Nací en Buenos Aires en 1985. A los 15 años comienzo una búsqueda de lenguajes que permitan expresarme. Y fue el teatro el que me enamoró. Desde ese momento nunca dejé de experimentar en el escenario. Al comienzo actuando, luego dirigiendo, a veces mezclando ambas tareas. Lo cierto es que adquirí un oficio y fue eso lo que me abrió la puerta para seguir en mi búsqueda. Para seguir jugando. Contar historias se tornó el viaje más alucinante que pude haber emprendido. La fotografía apareció años más tarde como una nueva herramienta mucho más inmediata y que me otorgaba la posibilidad de ver las cosas con otra “perspectiva”. Con otro “lente”. Otro lenguaje para intentar profundizar más en el conocimiento del mundo. De “mi” mundo. El autorretrato se hizo cada vez más frecuente como una vía de escape para todos aquellos sentimientos que no pueden ser expresados en el plano de la vida cotidiana. Es un proceso muy mágico. Es crear una imagen con mi propia imagen,  que me identifica y representa pero que al mismo tiempo, no reconozco.

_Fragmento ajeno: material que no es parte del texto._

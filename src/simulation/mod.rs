//! Grid traffic simulation core
//!
//! Routing over a weighted grid of intersections and tick-based vehicle
//! motion. Nothing here depends on a rendering or windowing layer.

mod controller;
mod error;
mod grid;
mod kinematics;
mod lanes;
mod road_network;
mod route;
mod types;
mod weights;

pub use controller::{SimConfig, SimulationController, Snapshot, VehicleView};
pub use error::{ConfigError, Result};
pub use grid::{GridDimensions, GridTopology, LayoutConstants};
pub use kinematics::{Kinematics, Marquee, Vehicle};
pub use lanes::{FleetPlan, LaneAssigner, LanePool, LanePools};
pub use road_network::RoadNetwork;
pub use route::{Route, ShortestPathTree};
pub use types::{
    Coordinate, Node, Orientation, SceneBounds, TravelDirection, VehicleId, DEFAULT_EDGE_WEIGHT,
    LANE_OFFSET, SCENE_HEIGHT, SCENE_WIDTH, WRAP_MARGIN,
};
pub use weights::{speed_pool, DirectedEdge, WeightTable};
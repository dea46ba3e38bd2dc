//! Lane assignment and initial placement of vehicles
//!
//! Every (orientation, direction) pair draws lanes from its own FIFO pool, so
//! no two vehicles start on the same lane slot.

use log::debug;
use rand::seq::SliceRandom;
use rand::Rng;
use std::collections::VecDeque;

use super::error::{ConfigError, Result};
use super::grid::GridTopology;
use super::kinematics::Vehicle;
use super::types::{Coordinate, Orientation, SceneBounds, TravelDirection, VehicleId};

/// The four lane pools
#[derive(Debug, Clone, Copy, PartialEq, Eq, Hash)]
pub enum LanePool {
    /// Horizontal, negative direction
    LeftBound,
    /// Horizontal, positive direction
    RightBound,
    /// Vertical, negative direction
    UpBound,
    /// Vertical, positive direction
    DownBound,
}

impl LanePool {
    pub const ALL: [LanePool; 4] = [
        LanePool::LeftBound,
        LanePool::RightBound,
        LanePool::UpBound,
        LanePool::DownBound,
    ];

    pub fn for_vehicle(orientation: Orientation, direction: TravelDirection) -> Self {
        match (orientation, direction) {
            (Orientation::Horizontal, TravelDirection::Negative) => LanePool::LeftBound,
            (Orientation::Horizontal, TravelDirection::Positive) => LanePool::RightBound,
            (Orientation::Vertical, TravelDirection::Negative) => LanePool::UpBound,
            (Orientation::Vertical, TravelDirection::Positive) => LanePool::DownBound,
        }
    }
}

/// Orientation and direction of every vehicle, in id order
#[derive(Debug, Clone, PartialEq)]
pub struct FleetPlan {
    entries: Vec<(Orientation, TravelDirection)>,
}

impl FleetPlan {
    /// The first `vertical_count` vehicles are vertical, the rest horizontal.
    /// Odd-numbered vehicles (counting from 1) travel in the positive direction.
    pub fn new(vehicle_count: usize, vertical_count: usize) -> Result<Self> {
        if vehicle_count == 0 {
            return Err(ConfigError::EmptyFleet);
        }
        if vertical_count > vehicle_count {
            return Err(ConfigError::InvalidVehicleMix {
                vertical: vertical_count,
                total: vehicle_count,
            });
        }

        let entries = (1..=vehicle_count)
            .map(|number| {
                let orientation = if number <= vertical_count {
                    Orientation::Vertical
                } else {
                    Orientation::Horizontal
                };
                (orientation, TravelDirection::from(number % 2 != 0))
            })
            .collect();

        Ok(Self { entries })
    }

    pub fn len(&self) -> usize {
        self.entries.len()
    }

    pub fn is_empty(&self) -> bool {
        self.entries.is_empty()
    }

    pub fn iter(&self) -> impl Iterator<Item = &(Orientation, TravelDirection)> {
        self.entries.iter()
    }

    /// How many vehicles will draw from `pool`
    pub fn demand(&self, pool: LanePool) -> usize {
        self.entries
            .iter()
            .filter(|(orientation, direction)| LanePool::for_vehicle(*orientation, *direction) == pool)
            .count()
    }
}

/// Pre-computed lane coordinates, consumed front to back
#[derive(Debug, Clone, Default)]
pub struct LanePools {
    left_bound: VecDeque<f64>,
    right_bound: VecDeque<f64>,
    up_bound: VecDeque<f64>,
    down_bound: VecDeque<f64>,
}

impl LanePools {
    /// One lane per road per direction, `lane_offset` either side of the centre line
    pub fn from_topology(topology: &GridTopology, lane_offset: f64) -> Self {
        let layout = topology.layout();
        let dimensions = topology.dimensions();

        let rows = (1..=dimensions.rows).map(|row| layout.row_centre(row));
        let columns = (1..=dimensions.columns).map(|col| layout.column_centre(col));

        Self {
            left_bound: rows.clone().map(|y| y - lane_offset).collect(),
            right_bound: rows.map(|y| y + lane_offset).collect(),
            up_bound: columns.clone().map(|x| x - lane_offset).collect(),
            down_bound: columns.map(|x| x + lane_offset).collect(),
        }
    }

    fn queue_mut(&mut self, pool: LanePool) -> &mut VecDeque<f64> {
        match pool {
            LanePool::LeftBound => &mut self.left_bound,
            LanePool::RightBound => &mut self.right_bound,
            LanePool::UpBound => &mut self.up_bound,
            LanePool::DownBound => &mut self.down_bound,
        }
    }

    pub fn remaining(&self, pool: LanePool) -> usize {
        match pool {
            LanePool::LeftBound => self.left_bound.len(),
            LanePool::RightBound => self.right_bound.len(),
            LanePool::UpBound => self.up_bound.len(),
            LanePool::DownBound => self.down_bound.len(),
        }
    }

    /// Takes the next lane from `pool`
    pub fn take(&mut self, pool: LanePool) -> Option<f64> {
        self.queue_mut(pool).pop_front()
    }
}

/// Places the fleet on its lanes
pub struct LaneAssigner {
    pools: LanePools,
    scene: SceneBounds,
}

impl LaneAssigner {
    pub fn new(pools: LanePools, scene: SceneBounds) -> Self {
        Self { pools, scene }
    }

    /// Creates one vehicle per plan entry
    ///
    /// Speeds are shuffled from `speeds` (one per vehicle). The start position
    /// along the free axis is uniform over the scene extent on that axis.
    pub fn assign<R: Rng>(
        mut self,
        plan: &FleetPlan,
        speeds: &[f64],
        rng: &mut R,
    ) -> Result<Vec<Vehicle>> {
        if speeds.len() < plan.len() {
            return Err(ConfigError::InsufficientSpeeds {
                needed: plan.len(),
                got: speeds.len(),
            });
        }

        let mut shuffled = speeds.to_vec();
        shuffled.shuffle(rng);

        for pool in LanePool::ALL {
            let capacity = self.pools.remaining(pool);
            if plan.demand(pool) > capacity {
                return Err(ConfigError::LanePoolExhausted { pool, capacity });
            }
        }

        let mut vehicles = Vec::with_capacity(plan.len());
        for (index, &(orientation, direction)) in plan.iter().enumerate() {
            let pool = LanePool::for_vehicle(orientation, direction);
            let lane = self
                .pools
                .take(pool)
                .ok_or(ConfigError::LanePoolExhausted { pool, capacity: 0 })?;

            let extent = self.scene.extent(orientation);
            let free = if extent > 0.0 {
                rng.random_range(0.0..extent)
            } else {
                0.0
            };
            let position = match orientation {
                Orientation::Horizontal => Coordinate::new(free, lane),
                Orientation::Vertical => Coordinate::new(lane, free),
            };

            vehicles.push(Vehicle::new(
                VehicleId(index),
                orientation,
                direction,
                position,
                shuffled[index],
            ));
        }

        debug!("Assigned lanes to {} vehicles", vehicles.len());

        Ok(vehicles)
    }
}
//! Grid Traffic Simulation Library
//!
//! Routing and vehicle kinematics for a rectangular grid of intersections.
//! Rendering is left to the caller, which reads state through
//! [`simulation::SimulationController::snapshot`].

pub mod simulation;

La intervención con software digital con las que trabajo mis fotografías es una parte más del proceso creativo y un mundo que me apasiona y me invita a seguir aprendiendo técnicas y recursos constantemente. Creo que, básicamente, lo que hago es intentar saber quién soy  y en el camino cuento mis propias historias, con imágenes, con poesía, con luz y con sombra.